Data for this exercise below:

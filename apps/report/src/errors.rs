use thiserror::Error;

use crate::llm::GenerationError;
use crate::parse::ResponseParseError;
use crate::render::RenderError;
use crate::transcript::SchemaValidationError;

/// Top-level pipeline error. Every stage fails fast and propagates here;
/// there is no local recovery, no retry, and no partial-report emission.
#[derive(Debug, Error)]
pub enum ReportError {
    #[error("transcript validation failed: {0}")]
    SchemaValidation(#[from] SchemaValidationError),

    #[error("evaluation request failed: {0}")]
    Generation(#[from] GenerationError),

    #[error("evaluation response was malformed: {0}")]
    ResponseParse(#[from] ResponseParseError),

    #[error("report rendering failed: {0}")]
    Render(#[from] RenderError),
}
impl EventRouter {
    /// Create a router dispatching from `root` with default policies.
    pub fn new(root: NodeId) -> Self {
        Self::with_config(root, RouterConfig::default())
    }

    /// Create a router dispatching from `root` with explicit policies.
    pub fn with_config(root: NodeId, config: RouterConfig) -> Self {
        Self {
            root,
            config,
            pointer: Point::ZERO,
            hovered: RoleSlot::new(),
            dragged: RoleSlot::new(),
            drag_button: MouseButton::Primary,
            drag_hovered: RoleSlot::new(),
            selected: RoleSlot::new(),
            last_clicked: None,
            last_click_time: None,
            held_keys: BTreeMap::new(),
        }
    }

    /// Node every dispatch starts from.
    pub fn root(&self) -> NodeId {
        self.root
    }

    /// Current policies.
    pub fn config(&self) -> &RouterConfig {
        &self.config
    }

    /// Set the maximum time between presses for a double click.
    pub fn set_double_click_window(&mut self, window: Duration) {
        self.config.double_click_window = window;
    }

    /// Enable or disable synthesized key repeat in [`EventRouter::poll_held_keys`].
    pub fn set_synthesize_key_repeat(&mut self, enabled: bool) {
        self.config.synthesize_key_repeat = enabled;
    }

    /// Last pointer position, in root space.
    pub fn pointer(&self) -> Point {
        self.pointer
    }

    /// Hovered node.
    pub fn hovered(&self) -> Option<NodeId> {
        self.hovered.get()
    }

    /// Dragged node.
    pub fn dragged(&self) -> Option<NodeId> {
        self.dragged.get()
    }

    /// Button that started the current drag.
    pub fn drag_button(&self) -> Option<MouseButton> {
        self.dragged.get().map(|_| self.drag_button)
    }

    /// Node the current drag is over.
    pub fn drag_hovered(&self) -> Option<NodeId> {
        self.drag_hovered.get()
    }

    /// Selected node.
    pub fn selected(&self) -> Option<NodeId> {
        self.selected.get()
    }

    /// Node of the press remembered by the double-click detector.
    pub fn last_clicked(&self) -> Option<NodeId> {
        self.last_clicked
    }

    /// Keys currently held, ordered by key code.
    pub fn held_keys(&self) -> impl Iterator<Item = &KeyInput> + '_ {
        self.held_keys.values()
    }

    // --- role setters ---

    /// Make `node` the hovered node, firing `Leave` on the old occupant and `Enter` on the new.
    pub fn set_hovered(&mut self, scene: &mut Scene, node: Option<NodeId>) {
        let transitions = self.hovered.update(node);
        if !transitions.is_empty() {
            debug!(?node, "hovered changed");
        }
        for t in transitions {
            match t {
                RoleEvent::Leave(n) => scene.notify(n, EventKind::Leave),
                RoleEvent::Enter(n) => scene.notify(n, EventKind::Enter),
            };
        }
    }

    /// Make `node` the dragged node, firing `DragEnd` on the old occupant and `DragStart`
    /// on the new.
    pub fn set_dragged(&mut self, scene: &mut Scene, node: Option<NodeId>, button: MouseButton) {
        let old_button = self.drag_button;
        let transitions = self.dragged.update(node);
        if transitions.is_empty() {
            return;
        }
        self.drag_button = button;
        debug!(?node, ?button, "dragged changed");
        for t in transitions {
            match t {
                RoleEvent::Leave(n) => scene.notify(n, EventKind::DragEnd { button: old_button }),
                RoleEvent::Enter(n) => scene.notify(n, EventKind::DragStart { button }),
            };
        }
    }

    /// Make `node` the drag-hovered node, firing `DragLeave` / `DragEnter` with the dragged
    /// node as origin.
    ///
    /// Without a dragged node the slot changes silently, since there is no origin to report.
    pub fn set_drag_hovered(&mut self, scene: &mut Scene, node: Option<NodeId>) {
        let transitions = self.drag_hovered.update(node);
        let Some(origin) = self.dragged.get() else {
            return;
        };
        if !transitions.is_empty() {
            debug!(?node, ?origin, "drag hovered changed");
        }
        let button = self.drag_button;
        for t in transitions {
            match t {
                RoleEvent::Leave(n) => scene.notify(n, EventKind::DragLeave { button, origin }),
                RoleEvent::Enter(n) => scene.notify(n, EventKind::DragEnter { button, origin }),
            };
        }
    }

    /// Make `node` the selected node, firing `Deselect` on the old occupant and `Select` on
    /// the new.
    pub fn set_selected(&mut self, scene: &mut Scene, node: Option<NodeId>) {
        let transitions = self.selected.update(node);
        if !transitions.is_empty() {
            debug!(?node, "selected changed");
        }
        for t in transitions {
            match t {
                RoleEvent::Leave(n) => scene.notify(n, EventKind::Deselect),
                RoleEvent::Enter(n) => scene.notify(n, EventKind::Select),
            };
        }
    }

    // --- input entry points ---

    /// Pointer moved to `pos` (root space) by `delta` since the previous move.
    pub fn handle_hover(&mut self, scene: &mut Scene, pos: Point, delta: Vec2) -> bool {
        self.sync(scene);
        trace!(?pos, "hover");
        self.pointer = pos;

        if let Some(origin) = self.dragged.get() {
            let button = self.drag_button;
            scene.notify(
                origin,
                EventKind::DragMove {
                    button,
                    mouse_delta: delta,
                },
            );
            let e = self.dispatch_root(
                scene,
                EventKind::DragHover {
                    pos,
                    mouse_delta: delta,
                    button,
                    origin,
                },
            );
            self.set_drag_hovered(scene, e.target());
        }

        let e = self.dispatch_root(
            scene,
            EventKind::Hover {
                pos,
                mouse_delta: delta,
            },
        );
        self.set_hovered(scene, e.target());
        e.target().is_some()
    }

    /// Pointer button edge at the last pointer position.
    ///
    /// `time` is a monotonic timestamp supplied by the caller, used for double clicks.
    pub fn handle_button(
        &mut self,
        scene: &mut Scene,
        button: MouseButton,
        action: InputAction,
        mods: Modifiers,
        time: Duration,
    ) -> bool {
        self.sync(scene);
        trace!(?button, ?action, "button");
        let e = self.dispatch_root(
            scene,
            EventKind::Button {
                pos: self.pointer,
                button,
                action,
                mods,
            },
        );
        let claimant = e.target();

        match action {
            InputAction::Press if button == MouseButton::Primary => {
                self.set_dragged(scene, claimant, button);
                self.set_selected(scene, claimant);
                self.detect_double_click(scene, claimant, time);
            }
            InputAction::Release if button == self.drag_button => {
                self.set_drag_hovered(scene, None);
                if let (Some(target), Some(origin)) = (claimant, self.dragged.get()) {
                    scene.notify(target, EventKind::DragDrop { button, origin });
                }
                // The drop handler may already have ended the drag.
                self.set_dragged(scene, None, button);
            }
            _ => {}
        }
        claimant.is_some()
    }

    /// Scroll at the last pointer position.
    pub fn handle_scroll(&mut self, scene: &mut Scene, delta: Vec2) -> bool {
        self.sync(scene);
        let e = self.dispatch_root(
            scene,
            EventKind::HoverScroll {
                pos: self.pointer,
                scroll_delta: delta,
            },
        );
        e.target().is_some()
    }

    /// Key edge. Delivered to the selected node first, then positionally under the pointer.
    pub fn handle_key(
        &mut self,
        scene: &mut Scene,
        key: i32,
        scancode: i32,
        name: Option<String>,
        action: InputAction,
        mods: Modifiers,
    ) -> bool {
        self.sync(scene);
        let input = KeyInput {
            key,
            scancode,
            name,
            action,
            mods,
        };
        match action {
            InputAction::Press => {
                self.held_keys.insert(key, input.clone());
            }
            InputAction::Release => {
                self.held_keys.remove(&key);
            }
            InputAction::Repeat => {}
        }
        self.route_key(scene, input)
    }

    /// Text input. Delivered to the selected node first, then positionally under the pointer.
    pub fn handle_text(&mut self, scene: &mut Scene, codepoint: char) -> bool {
        self.sync(scene);
        if let Some(selected) = self.selected.get() {
            let e = scene.notify(selected, EventKind::SelectText { codepoint });
            if e.target().is_some() {
                return true;
            }
        }
        let e = self.dispatch_root(
            scene,
            EventKind::HoverText {
                pos: self.pointer,
                codepoint,
            },
        );
        e.target().is_some()
    }

    /// Paths dropped onto the window at the last pointer position.
    pub fn handle_drop(&mut self, scene: &mut Scene, paths: Vec<String>) -> bool {
        self.sync(scene);
        let e = self.dispatch_root(
            scene,
            EventKind::PathDrop {
                pos: self.pointer,
                paths,
            },
        );
        e.target().is_some()
    }

    /// The pointer left the window.
    ///
    /// Held keys are forgotten. Hover and drag are kept, since the pointer may come back
    /// mid-drag.
    pub fn handle_leave(&mut self, scene: &mut Scene) {
        self.sync(scene);
        debug!(held = self.held_keys.len(), "pointer left window");
        self.held_keys.clear();
    }

    /// Broadcast `Dirty` from the root, e.g. after a pixel ratio change.
    pub fn handle_dirty(&mut self, scene: &mut Scene) {
        self.sync(scene);
        scene.notify(self.root, EventKind::Dirty);
    }

    /// Broadcast `ContextCreate` from the root.
    pub fn handle_context_create(&mut self, scene: &mut Scene) {
        self.sync(scene);
        scene.notify(self.root, EventKind::ContextCreate);
    }

    /// Broadcast `ContextDestroy` from the root.
    pub fn handle_context_destroy(&mut self, scene: &mut Scene) {
        self.sync(scene);
        scene.notify(self.root, EventKind::ContextDestroy);
    }

    /// Synthesize one repeat key event per held key. Call once per frame.
    pub fn poll_held_keys(&mut self, scene: &mut Scene) {
        self.sync(scene);
        if !self.config.synthesize_key_repeat {
            return;
        }
        let repeats: Vec<KeyInput> = self
            .held_keys
            .values()
            .map(|k| KeyInput {
                action: InputAction::Repeat,
                ..k.clone()
            })
            .collect();
        for input in repeats {
            self.route_key(scene, input);
        }
    }

    // --- lifecycle ---

    /// Clear every slot that refers to `id`, without notifying it.
    pub fn finalize(&mut self, id: NodeId) {
        let mut cleared = self.hovered.forget(id);
        cleared |= self.dragged.forget(id);
        cleared |= self.drag_hovered.forget(id);
        cleared |= self.selected.forget(id);
        if self.last_clicked == Some(id) {
            self.last_clicked = None;
            cleared = true;
        }
        if cleared {
            debug!(?id, "finalized role references");
        }
    }

    /// Finalize every node the scene has queued since the last sync.
    pub fn sync(&mut self, scene: &mut Scene) {
        for id in scene.take_finalized() {
            self.finalize(id);
        }
    }

    /// Run the scene's update pass, then sync.
    pub fn step(&mut self, scene: &mut Scene, canvas: &mut dyn Canvas) {
        scene.step(self.root, canvas);
        self.sync(scene);
    }

    // --- internals ---

    fn dispatch_root(&self, scene: &mut Scene, kind: EventKind) -> Event {
        scene.notify(self.root, kind)
    }

    fn route_key(&mut self, scene: &mut Scene, key: KeyInput) -> bool {
        if let Some(selected) = self.selected.get() {
            let e = scene.notify(selected, EventKind::SelectKey { key: key.clone() });
            if e.target().is_some() {
                return true;
            }
        }
        let e = self.dispatch_root(
            scene,
            EventKind::HoverKey {
                pos: self.pointer,
                key,
            },
        );
        e.target().is_some()
    }

    fn detect_double_click(&mut self, scene: &mut Scene, claimant: Option<NodeId>, time: Duration) {
        let window = self.config.double_click_window;
        let within = self
            .last_click_time
            .and_then(|last| time.checked_sub(last))
            .is_some_and(|dt| dt <= window);
        if let Some(target) = claimant
            && within
            && self.last_clicked == claimant
        {
            // Reset so a third press starts a fresh window.
            self.last_clicked = None;
            self.last_click_time = None;
            debug!(?target, "double click");
            scene.notify(target, EventKind::DoubleClick);
        } else {
            self.last_clicked = claimant;
            self.last_click_time = Some(time);
        }
    }
}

End of Data for this exercise.

## [Exercise]
Each line from the start of the listing above through the line containing "with explicit policies." should be copied exactly, please, with no other lines added.

## [Your solution]
filename apps/report/src/errors.rs
use thiserror::Error;

use crate::llm::GenerationError;
use crate::parse::ResponseParseError;
use crate::render::RenderError;
use crate::transcript::SchemaValidationError;

/// Top-level pipeline error. Every stage fails fast and propagates here;
/// there is no local recovery, no retry, and no partial-report emission.
#[derive(Debug, Error)]
pub enum ReportError {
    #[error("transcript validation failed: {0}")]
    SchemaValidation(#[from] SchemaValidationError),

    #[error("evaluation request failed: {0}")]
    Generation(#[from] GenerationError),

    #[error("evaluation response was malformed: {0}")]
    ResponseParse(#[from] ResponseParseError),

    #[error("report rendering failed: {0}")]
    Render(#[from] RenderError),
}
impl EventRouter {
    /// Create a router dispatching from `root` with default policies.
    pub fn new(root: NodeId) -> Self {
        Self::with_config(root, RouterConfig::default())
    }

    /// Create a router dispatching from `root` with explicit policies.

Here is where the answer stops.